Input.
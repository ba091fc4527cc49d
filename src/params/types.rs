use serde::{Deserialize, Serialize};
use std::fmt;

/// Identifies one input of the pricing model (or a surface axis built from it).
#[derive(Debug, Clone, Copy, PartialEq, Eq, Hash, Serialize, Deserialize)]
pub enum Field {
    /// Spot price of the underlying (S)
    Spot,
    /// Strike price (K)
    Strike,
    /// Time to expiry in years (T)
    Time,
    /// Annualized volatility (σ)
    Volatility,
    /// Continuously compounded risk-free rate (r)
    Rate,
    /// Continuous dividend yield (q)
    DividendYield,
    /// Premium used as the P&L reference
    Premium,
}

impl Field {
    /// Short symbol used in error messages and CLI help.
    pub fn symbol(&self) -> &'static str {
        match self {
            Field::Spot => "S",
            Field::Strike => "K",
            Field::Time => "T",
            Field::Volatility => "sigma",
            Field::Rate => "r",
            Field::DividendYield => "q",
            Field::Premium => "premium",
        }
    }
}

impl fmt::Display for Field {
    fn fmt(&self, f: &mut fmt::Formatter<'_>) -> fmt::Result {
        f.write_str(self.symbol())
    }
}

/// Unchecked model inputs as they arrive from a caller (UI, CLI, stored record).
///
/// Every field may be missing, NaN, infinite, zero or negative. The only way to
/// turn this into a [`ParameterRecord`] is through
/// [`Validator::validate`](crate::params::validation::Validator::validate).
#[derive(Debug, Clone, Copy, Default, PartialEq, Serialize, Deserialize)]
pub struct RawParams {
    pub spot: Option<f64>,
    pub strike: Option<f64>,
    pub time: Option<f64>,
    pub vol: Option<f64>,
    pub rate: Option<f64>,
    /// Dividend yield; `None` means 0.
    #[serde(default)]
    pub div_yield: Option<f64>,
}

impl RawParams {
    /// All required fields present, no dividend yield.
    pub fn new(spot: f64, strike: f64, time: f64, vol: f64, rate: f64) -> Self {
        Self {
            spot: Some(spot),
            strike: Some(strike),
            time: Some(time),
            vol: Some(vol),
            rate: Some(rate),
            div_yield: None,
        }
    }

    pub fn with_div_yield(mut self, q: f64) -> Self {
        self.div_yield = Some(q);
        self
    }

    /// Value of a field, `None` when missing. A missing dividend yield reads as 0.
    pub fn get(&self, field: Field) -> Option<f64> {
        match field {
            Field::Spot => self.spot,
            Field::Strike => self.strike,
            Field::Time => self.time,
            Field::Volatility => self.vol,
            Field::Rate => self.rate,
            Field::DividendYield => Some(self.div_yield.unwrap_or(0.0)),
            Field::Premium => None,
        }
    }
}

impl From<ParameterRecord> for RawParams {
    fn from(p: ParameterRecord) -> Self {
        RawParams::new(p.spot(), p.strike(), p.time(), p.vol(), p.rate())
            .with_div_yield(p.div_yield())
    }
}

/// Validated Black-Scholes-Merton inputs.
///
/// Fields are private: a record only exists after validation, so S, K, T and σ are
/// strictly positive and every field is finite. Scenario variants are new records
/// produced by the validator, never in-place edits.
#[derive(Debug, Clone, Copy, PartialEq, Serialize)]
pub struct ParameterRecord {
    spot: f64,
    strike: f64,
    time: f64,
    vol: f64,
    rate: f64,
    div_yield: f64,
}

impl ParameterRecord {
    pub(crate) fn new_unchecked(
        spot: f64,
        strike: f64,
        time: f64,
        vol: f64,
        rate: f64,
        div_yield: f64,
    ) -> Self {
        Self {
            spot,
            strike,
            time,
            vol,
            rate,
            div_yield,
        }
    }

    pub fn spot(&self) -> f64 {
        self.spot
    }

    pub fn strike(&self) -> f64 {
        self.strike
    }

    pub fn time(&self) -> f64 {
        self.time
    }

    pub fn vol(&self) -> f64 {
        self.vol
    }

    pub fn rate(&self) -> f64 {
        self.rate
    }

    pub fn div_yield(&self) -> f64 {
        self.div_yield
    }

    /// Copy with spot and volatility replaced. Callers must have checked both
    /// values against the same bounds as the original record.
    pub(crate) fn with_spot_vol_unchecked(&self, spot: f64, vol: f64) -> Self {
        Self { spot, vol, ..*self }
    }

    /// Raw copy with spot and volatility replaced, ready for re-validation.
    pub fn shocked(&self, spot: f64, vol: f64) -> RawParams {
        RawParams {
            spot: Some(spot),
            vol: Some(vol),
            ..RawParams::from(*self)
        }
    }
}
* * *
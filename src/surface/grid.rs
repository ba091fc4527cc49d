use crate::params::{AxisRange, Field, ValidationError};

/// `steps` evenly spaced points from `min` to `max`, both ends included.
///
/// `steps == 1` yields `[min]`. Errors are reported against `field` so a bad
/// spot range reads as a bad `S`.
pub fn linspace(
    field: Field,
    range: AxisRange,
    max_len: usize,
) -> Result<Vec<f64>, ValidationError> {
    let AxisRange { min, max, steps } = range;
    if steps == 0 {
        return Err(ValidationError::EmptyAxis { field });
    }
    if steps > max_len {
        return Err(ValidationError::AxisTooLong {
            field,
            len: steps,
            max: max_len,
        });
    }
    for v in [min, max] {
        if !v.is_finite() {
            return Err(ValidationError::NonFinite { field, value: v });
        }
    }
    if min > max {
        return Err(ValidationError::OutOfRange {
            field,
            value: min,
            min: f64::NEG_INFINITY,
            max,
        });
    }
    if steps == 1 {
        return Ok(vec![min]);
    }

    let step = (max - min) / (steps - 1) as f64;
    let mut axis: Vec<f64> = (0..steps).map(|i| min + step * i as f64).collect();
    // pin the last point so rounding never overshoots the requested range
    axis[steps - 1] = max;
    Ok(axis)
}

Task item.
Which lines above run from the one containing "filename src/params/types.rs" down to the one containing "CLI, stored record)."? Repeat exactly those, both ends included, and nothing else.

Result.
filename src/params/types.rs
use serde::{Deserialize, Serialize};
use std::fmt;

/// Identifies one input of the pricing model (or a surface axis built from it).
#[derive(Debug, Clone, Copy, PartialEq, Eq, Hash, Serialize, Deserialize)]
pub enum Field {
    /// Spot price of the underlying (S)
    Spot,
    /// Strike price (K)
    Strike,
    /// Time to expiry in years (T)
    Time,
    /// Annualized volatility (σ)
    Volatility,
    /// Continuously compounded risk-free rate (r)
    Rate,
    /// Continuous dividend yield (q)
    DividendYield,
    /// Premium used as the P&L reference
    Premium,
}

impl Field {
    /// Short symbol used in error messages and CLI help.
    pub fn symbol(&self) -> &'static str {
        match self {
            Field::Spot => "S",
            Field::Strike => "K",
            Field::Time => "T",
            Field::Volatility => "sigma",
            Field::Rate => "r",
            Field::DividendYield => "q",
            Field::Premium => "premium",
        }
    }
}

impl fmt::Display for Field {
    fn fmt(&self, f: &mut fmt::Formatter<'_>) -> fmt::Result {
        f.write_str(self.symbol())
    }
}

/// Unchecked model inputs as they arrive from a caller (UI, CLI, stored record).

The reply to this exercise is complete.